City Beat

News, insight and discussion on Sacramento and its neighborhoods

January 25, 2012
City's take-home vehicles scrutinized

The city's costly fleet of take-home vehicles is getting a closer look.

City Council members said Tuesday night they were encouraged by the potential savings of limiting the take-home vehicle policy, as well as reducing the number of under-utilized vehicles in the city's overall fleet that are replaced. An internal audit - released in December - found the city could save millions by changing those policies.

The city spends more than $1 million a year maintaining its fleet of take-home vehicles, most of which are driven by police employees. Records governing vehicle policies are mostly lacking, the audit also found, a situation City Auditor Jorge Oseguera has previously said left the city at risk of having its system abused.

Of the money spent on the take-home fleet, $455,618 goes toward paying for those vehicles to be driven to and from employees' homes, according to the audit.

Police union head Mark Tyndale said his union wants to help "the city navigate through this budget crisis" and asked that changes to the take-home policy be decided over the negotiating table.

In addition to the savings from cutting back on take-home cars, Oseguera's study found the city could save millions by selling - and not replacing - underused vehicles in its overall fleet.

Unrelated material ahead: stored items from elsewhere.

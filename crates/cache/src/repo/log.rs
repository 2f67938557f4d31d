use super::Repository;
use crate::error::{ErrorKind, Result};
use crate::models::{ServiceLogRow, VersionLogRow};
use cdnget_model::{LibraryKey, RemoteVersion, ServiceLog, VersionLog};
use exn::ResultExt;
use std::collections::HashMap;
use std::sync::Arc;
use uuid::Uuid;

impl Repository {
    /// Append an entry to the log of an existing version.
    pub async fn append_log(&self, log: &VersionLog) -> Result<()> {
        if self.dry_run {
            return Ok(());
        }
        let row = VersionLogRow::try_from(log)?;
        let mut conn = self.pool.acquire().await.or_raise(|| ErrorKind::Database)?;
        Self::insert_log(&mut *conn, row).await
    }

    /// The log of one version, oldest first, each entry resolved to `version`.
    pub async fn list_logs_for_version(&self, version: Arc<RemoteVersion>) -> Result<Vec<VersionLog>> {
        let rows: Vec<VersionLogRow> = sqlx::query_as(include_str!("../../queries/list_logs_for_version.sql"))
            .bind(version.service_id.to_string())
            .bind(version.library_id.to_string())
            .bind(version.id.to_string())
            .fetch_all(&self.pool)
            .await
            .or_raise(|| ErrorKind::Database)?;
        rows.into_iter()
            .map(|row| {
                let log = VersionLog::try_from(row)?;
                log.set_version(Arc::clone(&version));
                Ok(log)
            })
            .collect()
    }

    /// The log of every version of a library, oldest first.
    pub async fn list_logs_for_library(&self, library: LibraryKey) -> Result<Vec<VersionLog>> {
        let rows: Vec<VersionLogRow> = sqlx::query_as(include_str!("../../queries/list_logs_for_library.sql"))
            .bind(library.service_id.to_string())
            .bind(library.library_id.to_string())
            .fetch_all(&self.pool)
            .await
            .or_raise(|| ErrorKind::Database)?;
        rows.into_iter().map(VersionLog::try_from).collect()
    }

    /// The latest `added`, `updated` or `reload` entry of every version of a
    /// library, keyed by version id.
    ///
    /// Version rows never change, so this is the artifact as recorded at its
    /// last retrieval.
    pub async fn latest_retrievals(&self, library: LibraryKey) -> Result<HashMap<Uuid, VersionLog>> {
        let rows: Vec<VersionLogRow> = sqlx::query_as(include_str!("../../queries/latest_retrievals.sql"))
            .bind(library.service_id.to_string())
            .bind(library.library_id.to_string())
            .fetch_all(&self.pool)
            .await
            .or_raise(|| ErrorKind::Database)?;
        rows.into_iter()
            .map(|row| {
                let log = VersionLog::try_from(row)?;
                Ok((log.version_id(), log))
            })
            .collect()
    }

    /// Append an entry to a service's access log.
    pub async fn append_service_log(&self, log: &ServiceLog) -> Result<()> {
        if self.dry_run {
            return Ok(());
        }
        let row = ServiceLogRow::from(log);
        sqlx::query(include_str!("../../queries/insert_service_log.sql"))
            .bind(row.id)
            .bind(row.service_id)
            .bind(row.library_id)
            .bind(row.version)
            .bind(row.action)
            .bind(row.message)
            .bind(row.event_id)
            .bind(row.url)
            .bind(row.timestamp)
            .execute(&self.pool)
            .await
            .or_raise(|| ErrorKind::Database)?;
        Ok(())
    }

    /// A service's access log, oldest first, optionally for one library.
    pub async fn list_service_logs(&self, service_id: Uuid, library_id: Option<Uuid>) -> Result<Vec<ServiceLog>> {
        let rows: Vec<ServiceLogRow> = match library_id {
            Some(library_id) => {
                sqlx::query_as(include_str!("../../queries/list_service_logs_for_library.sql"))
                    .bind(service_id.to_string())
                    .bind(library_id.to_string())
                    .fetch_all(&self.pool)
                    .await
            },
            None => {
                sqlx::query_as(include_str!("../../queries/list_service_logs.sql"))
                    .bind(service_id.to_string())
                    .fetch_all(&self.pool)
                    .await
            },
        }
        .or_raise(|| ErrorKind::Database)?;
        rows.into_iter().map(ServiceLog::try_from).collect()
    }
}

#[cfg(test)]
mod tests {
    use super::*;
    use crate::repo::fixtures;
    use cdnget_model::LibraryAction;
    use serde_json::json;

    #[tokio::test]
    async fn test_logs_resolve_parent() {
        let repo = fixtures::repository().await;
        let (_service, library) = fixtures::library(&repo, "cdnjs", "lodash").await;
        let version = Arc::new(fixtures::version(&repo, &library, "4.17.21").await);
        let checked = VersionLog::for_version(Arc::clone(&version), LibraryAction::Checked, "no changes");
        repo.append_log(&checked).await.unwrap();

        let logs = repo.list_logs_for_version(Arc::clone(&version)).await.unwrap();
        assert_eq!(logs.len(), 2);
        assert_eq!(logs[0].action, LibraryAction::Added);
        assert_eq!(logs[1].id, checked.id);
        for log in &logs {
            let parent = log.version().unwrap();
            assert_eq!(parent.key(), log.key());
        }
    }

    #[tokio::test]
    async fn test_log_requires_existing_version() {
        let repo = fixtures::repository().await;
        let (_service, library) = fixtures::library(&repo, "cdnjs", "lodash").await;
        let orphan = VersionLog::new(library.key().version(Uuid::new_v4()), LibraryAction::Error, "boom");
        let err = repo.append_log(&orphan).await.unwrap_err();
        assert!(matches!(&*err, ErrorKind::Database));
    }

    #[tokio::test]
    async fn test_logs_are_append_only() {
        let db = crate::Database::connect_in_memory().await.unwrap();
        let repo = Repository::from(&db);
        let (_service, library) = fixtures::library(&repo, "cdnjs", "lodash").await;
        fixtures::version(&repo, &library, "1.0").await;
        assert!(sqlx::query("UPDATE version_logs SET message = 'edited'").execute(db.pool()).await.is_err());
        assert!(sqlx::query("DELETE FROM version_logs").execute(db.pool()).await.is_err());
    }

    #[tokio::test]
    async fn test_latest_retrievals() {
        let repo = fixtures::repository().await;
        let (_service, library) = fixtures::library(&repo, "cdnjs", "lodash").await;
        let first = fixtures::version(&repo, &library, "1.0").await;
        let second = fixtures::version(&repo, &library, "2.0").await;
        let updated = VersionLog::new(first.key(), LibraryAction::Updated, "artifact changed")
            .with_url("https://cdn.example/moved.js")
            .with_provider_data(Some(json!({ "sri": "new" })));
        repo.append_log(&updated).await.unwrap();
        repo.append_log(&VersionLog::new(first.key(), LibraryAction::Error, "later failure")).await.unwrap();

        let latest = repo.latest_retrievals(library.key()).await.unwrap();
        assert_eq!(latest.len(), 2);
        assert_eq!(latest[&first.id].id, updated.id);
        assert_eq!(latest[&first.id].url.as_deref(), Some("https://cdn.example/moved.js"));
        assert_eq!(latest[&second.id].action, LibraryAction::Added);
    }

    #[tokio::test]
    async fn test_service_logs() {
        let repo = fixtures::repository().await;
        let (service, library) = fixtures::library(&repo, "cdnjs", "lodash").await;
        let listing = ServiceLog::new(service.id, LibraryAction::Error, "listing unavailable");
        let parse = ServiceLog::new(service.id, LibraryAction::Error, "unparsable version")
            .with_library(library.id)
            .with_version("latest");
        repo.append_service_log(&listing).await.unwrap();
        repo.append_service_log(&parse).await.unwrap();

        assert_eq!(repo.list_service_logs(service.id, None).await.unwrap(), [listing, parse.clone()]);
        assert_eq!(repo.list_service_logs(service.id, Some(library.id)).await.unwrap(), [parse]);
    }
}
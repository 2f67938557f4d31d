use super::{LibraryAction, RemoteVersion, non_blank, now};
use crate::error::{ErrorKind, Result};
use crate::identity::{Navigation, VersionKey};
use serde_json::Value;
use std::sync::Arc;
use time::UtcDateTime;
use uuid::Uuid;

/// Append-only audit record for one version.
///
/// The `(service, library, version)` key and the optionally cached parent
/// [`RemoteVersion`] live together in one [`Navigation`] slot, so they can
/// only ever be replaced as a pair.
#[derive(Debug, Clone)]
pub struct VersionLog {
    pub id: Uuid,
    pub action: LibraryAction,
    pub message: String,
    pub event_id: Option<i32>,
    pub url: Option<String>,
    pub provider_data: Option<Value>,
    pub timestamp: UtcDateTime,
    parent: Navigation<RemoteVersion>,
}
impl VersionLog {
    /// A log entry for a version known only by its key.
    pub fn new(key: VersionKey, action: LibraryAction, message: impl AsRef<str>) -> Self {
        Self::with_parent(Navigation::new(key), action, message)
    }

    /// A log entry with its parent already resolved.
    pub fn for_version(version: Arc<RemoteVersion>, action: LibraryAction, message: impl AsRef<str>) -> Self {
        Self::with_parent(Navigation::resolved(version), action, message)
    }

    fn with_parent(parent: Navigation<RemoteVersion>, action: LibraryAction, message: impl AsRef<str>) -> Self {
        Self {
            id: Uuid::new_v4(),
            action,
            message: message.as_ref().trim().to_string(),
            event_id: None,
            url: None,
            provider_data: None,
            timestamp: now(),
            parent,
        }
    }

    pub fn with_url(mut self, url: impl AsRef<str>) -> Self {
        self.url = non_blank(url);
        self
    }

    pub fn with_event_id(mut self, event_id: i32) -> Self {
        self.event_id = Some(event_id);
        self
    }

    pub fn with_provider_data(mut self, provider_data: Option<Value>) -> Self {
        self.provider_data = provider_data;
        self
    }

    pub fn key(&self) -> VersionKey {
        self.parent.key()
    }

    pub fn service_id(&self) -> Uuid {
        self.key().service_id
    }

    pub fn library_id(&self) -> Uuid {
        self.key().library_id
    }

    pub fn version_id(&self) -> Uuid {
        self.key().version_id
    }

    /// The cached parent, if resolved. Its key always equals [`key`](Self::key).
    pub fn version(&self) -> Option<Arc<RemoteVersion>> {
        self.parent.target()
    }

    /// Point at another version; all three key parts are taken from it.
    pub fn set_version(&self, version: Arc<RemoteVersion>) {
        self.parent.set_target(version);
    }

    /// Replace the whole key at once, dropping a cached parent that no longer matches.
    pub fn replace_identity(&self, key: VersionKey) {
        if let Some(stale) = self.parent.replace_identity(key) {
            tracing::debug!(log = %self.id, stale = %stale.id, "dropped cached version after identity change");
        }
    }

    /// Set one key part. Fails with [`IdentityMismatch`](ErrorKind::IdentityMismatch)
    /// and changes nothing if a cached parent disagrees with the result.
    pub fn set_version_id(&self, version_id: Uuid) -> Result<()> {
        self.set_part("version_id", version_id, |key| &mut key.version_id)
    }

    pub fn set_library_id(&self, library_id: Uuid) -> Result<()> {
        self.set_part("library_id", library_id, |key| &mut key.library_id)
    }

    pub fn set_service_id(&self, service_id: Uuid) -> Result<()> {
        self.set_part("service_id", service_id, |key| &mut key.service_id)
    }

    fn set_part(&self, field: &'static str, value: Uuid, part: fn(&mut VersionKey) -> &mut Uuid) -> Result<()> {
        self.parent
            .try_update(|mut key| {
                *part(&mut key) = value;
                key
            })
            .map_err(|mut cached| {
                exn::Exn::from(ErrorKind::IdentityMismatch {
                    field,
                    cached: *part(&mut cached),
                    attempted: value,
                })
            })
    }
}

/// Append-only, service-scoped access log.
///
/// Records what happened while mirroring a service when there is no version
/// row to hang a [`VersionLog`] on: listing failures, unparsable versions,
/// failed first retrievals, name mismatches and "checked, no changes".
#[derive(Debug, Clone, PartialEq)]
pub struct ServiceLog {
    pub id: Uuid,
    pub service_id: Uuid,
    pub library_id: Option<Uuid>,
    /// Raw version string the entry concerns, if any.
    pub version: Option<String>,
    pub action: LibraryAction,
    pub message: String,
    pub event_id: Option<i32>,
    pub url: Option<String>,
    pub timestamp: UtcDateTime,
}
impl ServiceLog {
    pub fn new(service_id: Uuid, action: LibraryAction, message: impl AsRef<str>) -> Self {
        Self {
            id: Uuid::new_v4(),
            service_id,
            library_id: None,
            version: None,
            action,
            message: message.as_ref().trim().to_string(),
            event_id: None,
            url: None,
            timestamp: now(),
        }
    }

    pub fn with_library(mut self, library_id: Uuid) -> Self {
        self.library_id = Some(library_id);
        self
    }

    pub fn with_version(mut self, raw: impl AsRef<str>) -> Self {
        self.version = non_blank(raw);
        self
    }

    pub fn with_url(mut self, url: impl AsRef<str>) -> Self {
        self.url = non_blank(url);
        self
    }

    pub fn with_event_id(mut self, event_id: i32) -> Self {
        self.event_id = Some(event_id);
        self
    }
}

#[cfg(test)]
mod tests {
    use super::*;
    use crate::identity::LibraryKey;
    use rstest::rstest;

    fn version() -> Arc<RemoteVersion> {
        let library = LibraryKey::new(Uuid::new_v4(), Uuid::new_v4());
        Arc::new(RemoteVersion::new(library, "4.17.21", "lodash.min.js").unwrap())
    }

    #[test]
    fn test_for_version_copies_identity() {
        let version = version();
        let log = VersionLog::for_version(version.clone(), LibraryAction::Added, "  added  ")
            .with_url("https://cdnjs.cloudflare.com/ajax/libs/lodash.js/4.17.21/lodash.min.js");
        assert_eq!(log.key(), version.key());
        assert_eq!(log.message, "added");
        assert!(log.url.is_some());
        assert!(log.version().is_some_and(|v| v.id == version.id));
    }

    #[rstest]
    #[case("version_id")]
    #[case("library_id")]
    #[case("service_id")]
    fn test_mismatching_part_is_rejected(#[case] field: &str) {
        let version = version();
        let log = VersionLog::for_version(version.clone(), LibraryAction::Added, "");
        let attempted = Uuid::new_v4();
        let result = match field {
            "version_id" => log.set_version_id(attempted),
            "library_id" => log.set_library_id(attempted),
            _ => log.set_service_id(attempted),
        };
        let err = result.unwrap_err();
        assert!(matches!(
            &*err,
            ErrorKind::IdentityMismatch { field: f, attempted: a, .. } if *f == field && *a == attempted
        ));
        // Key and reference still agree.
        assert_eq!(log.key(), version.key());
        assert!(log.version().is_some_and(|v| v.key() == log.key()));
    }

    #[test]
    fn test_matching_part_is_accepted() {
        let version = version();
        let log = VersionLog::for_version(version.clone(), LibraryAction::Added, "");
        log.set_version_id(version.id).unwrap();
        assert!(log.version().is_some());
    }

    #[test]
    fn test_unresolved_parts_can_be_set() {
        let version = version();
        let log = VersionLog::new(version.key(), LibraryAction::Error, "timeout");
        let version_id = Uuid::new_v4();
        log.set_version_id(version_id).unwrap();
        assert_eq!(log.version_id(), version_id);
        assert_eq!(log.library_id(), version.library_id);
    }

    #[test]
    fn test_replace_identity_clears_stale_reference() {
        let log = VersionLog::for_version(version(), LibraryAction::Added, "");
        let other = version();
        log.replace_identity(other.key());
        assert_eq!(log.key(), other.key());
        assert!(log.version().is_none());
    }

    #[test]
    fn test_set_version_overwrites_key() {
        let log = VersionLog::for_version(version(), LibraryAction::Added, "");
        let other = version();
        log.set_version(other.clone());
        assert_eq!(log.key(), other.key());
        assert_eq!(log.service_id(), other.service_id);
    }

    #[test]
    fn test_service_log_builder() {
        let entry = ServiceLog::new(Uuid::new_v4(), LibraryAction::Error, "not found")
            .with_version(" 1.0-bad ")
            .with_url("");
        assert_eq!(entry.version.as_deref(), Some("1.0-bad"));
        assert!(entry.url.is_none());
        assert!(entry.library_id.is_none());
    }
}
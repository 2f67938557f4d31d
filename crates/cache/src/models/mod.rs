mod library;
mod log;
mod service;
mod version;

pub(crate) use self::library::LibraryRow;
pub(crate) use self::log::{ServiceLogRow, VersionLogRow};
pub(crate) use self::service::ServiceRow;
pub(crate) use self::version::VersionRow;
use crate::error::{ErrorKind, Result};
use exn::ResultExt;
use serde_json::Value;
use time::UtcDateTime;
use uuid::Uuid;

pub(crate) fn uuid(field: &'static str, value: &str) -> Result<Uuid> {
    Uuid::parse_str(value).or_raise(|| ErrorKind::InvalidData(field))
}

pub(crate) fn timestamp(field: &'static str, value: i64) -> Result<UtcDateTime> {
    UtcDateTime::from_unix_timestamp(value).or_raise(|| ErrorKind::InvalidData(field))
}

pub(crate) fn from_json(field: &'static str, value: Option<&str>) -> Result<Option<Value>> {
    value.map(|json| serde_json::from_str(json).or_raise(|| ErrorKind::InvalidData(field))).transpose()
}

pub(crate) fn to_json(field: &'static str, value: Option<&Value>) -> Result<Option<String>> {
    value.map(|json| serde_json::to_string(json).or_raise(|| ErrorKind::InvalidData(field))).transpose()
}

One-third of the city's "light-duty" fleet -- sedans, vans, light trucks and motorcycles -- are driven less than 6,000 miles a year. If the city sold those vehicles and did not replace them, the eventual savings would be nearly $5.7 million, according to the audit.

City Manager John Shirey said some savings could be found in time for the 2012/13 fiscal year, when the city will face an estimated $16 million deficit.

Councilman Kevin McCarty said the audit exposed "a needed approach" and added "any penny we can find further helps" the city's situation.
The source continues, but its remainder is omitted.